# Some thoughts on the etymology of dollar.



## sotos

The common wisdom is that it is an abbrev. of _Joachimstaler_, an old German coin of 1519, with ultimate etymology from the PIE root *dhel- "a hollow": http://www.etymonline.com/index.php?term=dale&allowed_in_frame=0

But there is no way that the bible-savvy Germans of 1500's did not know the Gr. _talanton_, coin mentioned in the Gospel (http://concordances.org/greek/talanton_5007.htm), if not the same unit of precious metals in Homer (IL. 9.22) http://www.perseus.tufts.edu/hopper...betic+letter=*t:entry+group=3:entry=ta/lanton
This w. is etymologically related to the "balance, weight".

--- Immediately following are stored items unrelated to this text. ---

//! Integration tests for the buffer pool manager

use std::sync::Arc;
use std::thread;
use std::time::Duration;

use burrow::buffer::BufferPoolManager;
use burrow::common::{BurrowError, PageId};
use burrow::storage::disk::DiskManager;
use tempfile::NamedTempFile;

fn create_bpm(pool_size: usize) -> (BufferPoolManager, NamedTempFile) {
    let temp_file = NamedTempFile::new().unwrap();
    let dm = Arc::new(DiskManager::new(temp_file.path()).unwrap());
    let bpm = BufferPoolManager::new(pool_size, dm);
    (bpm, temp_file)
}

#[test]
fn test_buffer_pool_basic_operations() {
    let (bpm, _temp) = create_bpm(10);

    let page_id = {
        let mut guard = bpm.new_page().unwrap();
        guard.data_mut()[0] = 0xDE;
        guard.data_mut()[1] = 0xAD;
        guard.data_mut()[2] = 0xBE;
        guard.data_mut()[3] = 0xEF;
        guard.page_id()
    };
    assert_eq!(page_id, PageId::new(0));

    // Read data back
    let guard = bpm.fetch_page_read(page_id).unwrap();
    assert_eq!(guard.data()[0], 0xDE);
    assert_eq!(guard.data()[1], 0xAD);
    assert_eq!(guard.data()[2], 0xBE);
    assert_eq!(guard.data()[3], 0xEF);
}

#[test]
fn test_buffer_pool_persistence() {
    let temp_file = NamedTempFile::new().unwrap();
    let path = temp_file.path().to_path_buf();

    let page_id;
    let test_data = b"Persistence test data";

    // Write data
    {
        let dm = Arc::new(DiskManager::new(&path).unwrap());
        let bpm = BufferPoolManager::new(10, dm);

        page_id = {
            let mut guard = bpm.new_page().unwrap();
            guard.data_mut()[..test_data.len()].copy_from_slice(test_data);
            guard.page_id()
        };

        bpm.flush_page(page_id).unwrap();
    }

    // Read data back with a new BPM
    {
        let dm = Arc::new(DiskManager::new(&path).unwrap());
        let bpm = BufferPoolManager::new(10, dm);

        let guard = bpm.fetch_page_read(page_id).unwrap();
        assert_eq!(&guard.data()[..test_data.len()], test_data);
    }
}

#[test]
fn test_buffer_pool_eviction() {
    let (bpm, _temp) = create_bpm(3);

    // Fill the buffer pool
    let mut page_ids = Vec::new();
    for i in 0..3 {
        let mut guard = bpm.new_page().unwrap();
        guard.data_mut()[0] = i as u8;
        page_ids.push(guard.page_id());
    }

    // All pages should be unpinned now
    for &pid in &page_ids {
        assert_eq!(bpm.pin_count(pid), Some(0));
    }

    // Creating a new page evicts the least recently used one
    let new_pid = bpm.new_page().unwrap().page_id();
    assert_eq!(new_pid, PageId::new(3));

    // The evicted page's data should still come back from disk
    for (i, &pid) in page_ids.iter().enumerate() {
        let guard = bpm.fetch_page_read(pid).unwrap();
        assert_eq!(guard.data()[0], i as u8);
    }
}

#[test]
fn test_buffer_pool_pin_prevents_eviction() {
    let (bpm, _temp) = create_bpm(2);

    let pid0;
    let pid1;
    {
        let guard0 = bpm.new_page().unwrap();
        let guard1 = bpm.new_page().unwrap();
        pid0 = guard0.page_id();
        pid1 = guard1.page_id();

        // Both frames pinned, free list empty
        let result = bpm.new_page();
        assert!(matches!(result, Err(BurrowError::PoolExhausted)));
    }

    // Dropping the guards makes both frames reclaimable again
    assert_eq!(bpm.pin_count(pid0), Some(0));
    assert_eq!(bpm.pin_count(pid1), Some(0));
    bpm.new_page().unwrap();
}

#[test]
fn test_buffer_pool_delete_page() {
    let (bpm, _temp) = create_bpm(10);

    let pid = {
        let mut guard = bpm.new_page().unwrap();
        guard.data_mut()[0] = 42;
        guard.page_id()
    };

    bpm.delete_page(pid).unwrap();

    // The page should no longer be in the buffer pool
    assert_eq!(bpm.pin_count(pid), None);
    assert_eq!(bpm.free_frame_count(), 10);
}

#[test]
fn test_buffer_pool_cannot_delete_pinned_page() {
    let (bpm, _temp) = create_bpm(10);

    let guard = bpm.new_page().unwrap();
    let pid = guard.page_id();

    // Cannot delete while pinned
    let result = bpm.delete_page(pid);
    assert!(matches!(result, Err(BurrowError::PagePinned(_))));
}

#[test]
fn test_buffer_pool_flush_all() {
    let temp_file = NamedTempFile::new().unwrap();
    let path = temp_file.path().to_path_buf();

    let page_ids;

    // Write data to multiple pages
    {
        let dm = Arc::new(DiskManager::new(&path).unwrap());
        let bpm = BufferPoolManager::new(10, dm);

        page_ids = (0..5)
            .map(|i| {
                let mut guard = bpm.new_page().unwrap();
                guard.data_mut()[0] = i as u8;
                guard.page_id()
            })
            .collect::<Vec<_>>();

        bpm.flush_all_pages().unwrap();
    }

    // Read back with new BPM
    {
        let dm = Arc::new(DiskManager::new(&path).unwrap());
        let bpm = BufferPoolManager::new(10, dm);

        for (i, &pid) in page_ids.iter().enumerate() {
            let guard = bpm.fetch_page_read(pid).unwrap();
            assert_eq!(guard.data()[0], i as u8);
        }
    }
}

#[test]
fn test_buffer_pool_concurrent_access() {
    let (bpm, _temp) = create_bpm(10);
    let bpm = Arc::new(bpm);

    // Create a page
    let page_id = bpm.new_page().unwrap().page_id();

    // Spawn multiple reader threads
    let handles: Vec<_> = (0..4)
        .map(|_| {
            let bpm = Arc::clone(&bpm);
            thread::spawn(move || {
                for _ in 0..100 {
                    let guard = bpm.fetch_page_read(page_id).unwrap();
                    let _ = guard.data()[0]; // Just read
                }
            })
        })
        .collect();

    for handle in handles {
        handle.join().unwrap();
    }

    assert_eq!(bpm.pin_count(page_id), Some(0));
}

#[test]
fn test_buffer_pool_concurrent_writers_are_exclusive() {
    let (bpm, _temp) = create_bpm(4);
    let bpm = Arc::new(bpm);

    let page_id = bpm.new_page().unwrap().page_id();

    // Each thread increments the same counter byte under the write latch
    let handles: Vec<_> = (0..4)
        .map(|_| {
            let bpm = Arc::clone(&bpm);
            thread::spawn(move || {
                for _ in 0..50 {
                    let mut guard = bpm.fetch_page_write(page_id).unwrap();
                    let current = guard.data()[0];
                    guard.data_mut()[0] = current.wrapping_add(1);
                }
            })
        })
        .collect();

    for handle in handles {
        handle.join().unwrap();
    }

    let guard = bpm.fetch_page_read(page_id).unwrap();
    assert_eq!(guard.data()[0], 200);
}

#[test]
fn test_buffer_pool_large_workload() {
    let (bpm, _temp) = create_bpm(5); // Small pool to force evictions

    // Create many pages and tag each with its own ID
    let page_ids: Vec<_> = (0..20)
        .map(|_| {
            let mut guard = bpm.new_page().unwrap();
            let pid = guard.page_id();
            guard.data_mut()[..4].copy_from_slice(&pid.as_u32().to_le_bytes());
            pid
        })
        .collect();

    // Read from each page and verify
    for &pid in &page_ids {
        let guard = bpm.fetch_page_read(pid).unwrap();
        let id_bytes: [u8; 4] = guard.data()[..4].try_into().unwrap();
        assert_eq!(u32::from_le_bytes(id_bytes), pid.as_u32());
    }
}

#[test]
fn test_flush_does_not_block_latch_holders() {
    let (bpm, _temp) = create_bpm(4);
    let bpm = Arc::new(bpm);

    let page_id = bpm.new_page().unwrap().page_id();

    // Hold the page's write latch while a flusher targets the same page
    let mut guard = bpm.fetch_page_write(page_id).unwrap();
    guard.data_mut()[0] = 1;

    let flusher = {
        let bpm = Arc::clone(&bpm);
        thread::spawn(move || {
            bpm.flush_page(page_id).unwrap();
        })
    };

    // Give the flusher time to block on the latch. It must be waiting
    // without the pool lock, so the latch holder can still allocate
    thread::sleep(Duration::from_millis(50));
    let other = bpm.new_page().unwrap();
    drop(other);

    drop(guard);
    flusher.join().unwrap();
    assert_eq!(bpm.pin_count(page_id), Some(0));

    let read = bpm.fetch_page_read(page_id).unwrap();
    assert_eq!(read.data()[0], 1);
}

#[test]
fn test_buffer_pool_sharded_instances_share_one_file() {
    let temp_file = NamedTempFile::new().unwrap();
    let dm = Arc::new(DiskManager::new(temp_file.path()).unwrap());

    let bpm0 = BufferPoolManager::new_sharded(4, 2, 0, Arc::clone(&dm));
    let bpm1 = BufferPoolManager::new_sharded(4, 2, 1, Arc::clone(&dm));

    // Instances hand out disjoint page IDs
    let pid0 = bpm0.new_page().unwrap().page_id();
    let pid1 = bpm1.new_page().unwrap().page_id();
    assert_eq!(pid0, PageId::new(0));
    assert_eq!(pid1, PageId::new(1));

    {
        let mut guard = bpm0.fetch_page_write(pid0).unwrap();
        guard.data_mut()[0] = 77;
    }
    bpm0.flush_page(pid0).unwrap();

    // A page flushed by one instance is readable through the other
    let guard = bpm1.fetch_page_read(pid0).unwrap();
    assert_eq!(guard.data()[0], 77);
}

I assume that the Protestants who introduced this term (dollar), being experts both in banking and the Bible, could not avoid the associations with the highly symbolic _talanton_. But possibly due to  religious respect  did not want a deliberate connection of dollar to a word used by the Lord as a symbol. So, they chose the -taler that was subconsciously convenient and made God's name obvious on the dollar. 
If the etymology from the *dhel- is correct, then still the taler/dollar is (accidentally?) within a range of words that are unofficial measuring units. This root may be the origin of the Gr. _talaros_ (a kind of basket or bowl, Od. 4.125 "silver talaron") and the modern Gr. and It. telaro (frame, wooden box for various products). Fruits, fish etc are commonly measured in _telara_ (pl.) in the market. 
This *dhel- may also be the origin of the Gr. _thylax, thylakion_ (*pocket, pouch*). Don't you love folk etymology?


----------



## osemnais

I've read somewhere that it comes from *doll *+ *ar*, and that ar being found in couple of other words, like scholar.


----------



## berndf

sotos said:


> The common wisdom is that it is an abbrev. of _Joachimstaler_, an old German coin of 1519, with ultimate etymology from the PIE root *dhel- "a hollow": http://www.etymonline.com/index.php?term=dale&allowed_in_frame=0
> 
> But there is no way that the bible-savvy Germans of 1500's did not know the Gr. _talanton_, coin mentioned in the Gospel (http://concordances.org/greek/talanton_5007.htm), if not the same unit of precious metals in Homer (IL. 9.22) http://www.perseus.tufts.edu/hopper...betic+letter=*t:entry+group=3:entry=ta/lanton
> This w. is etymologically related to the "balance, weight".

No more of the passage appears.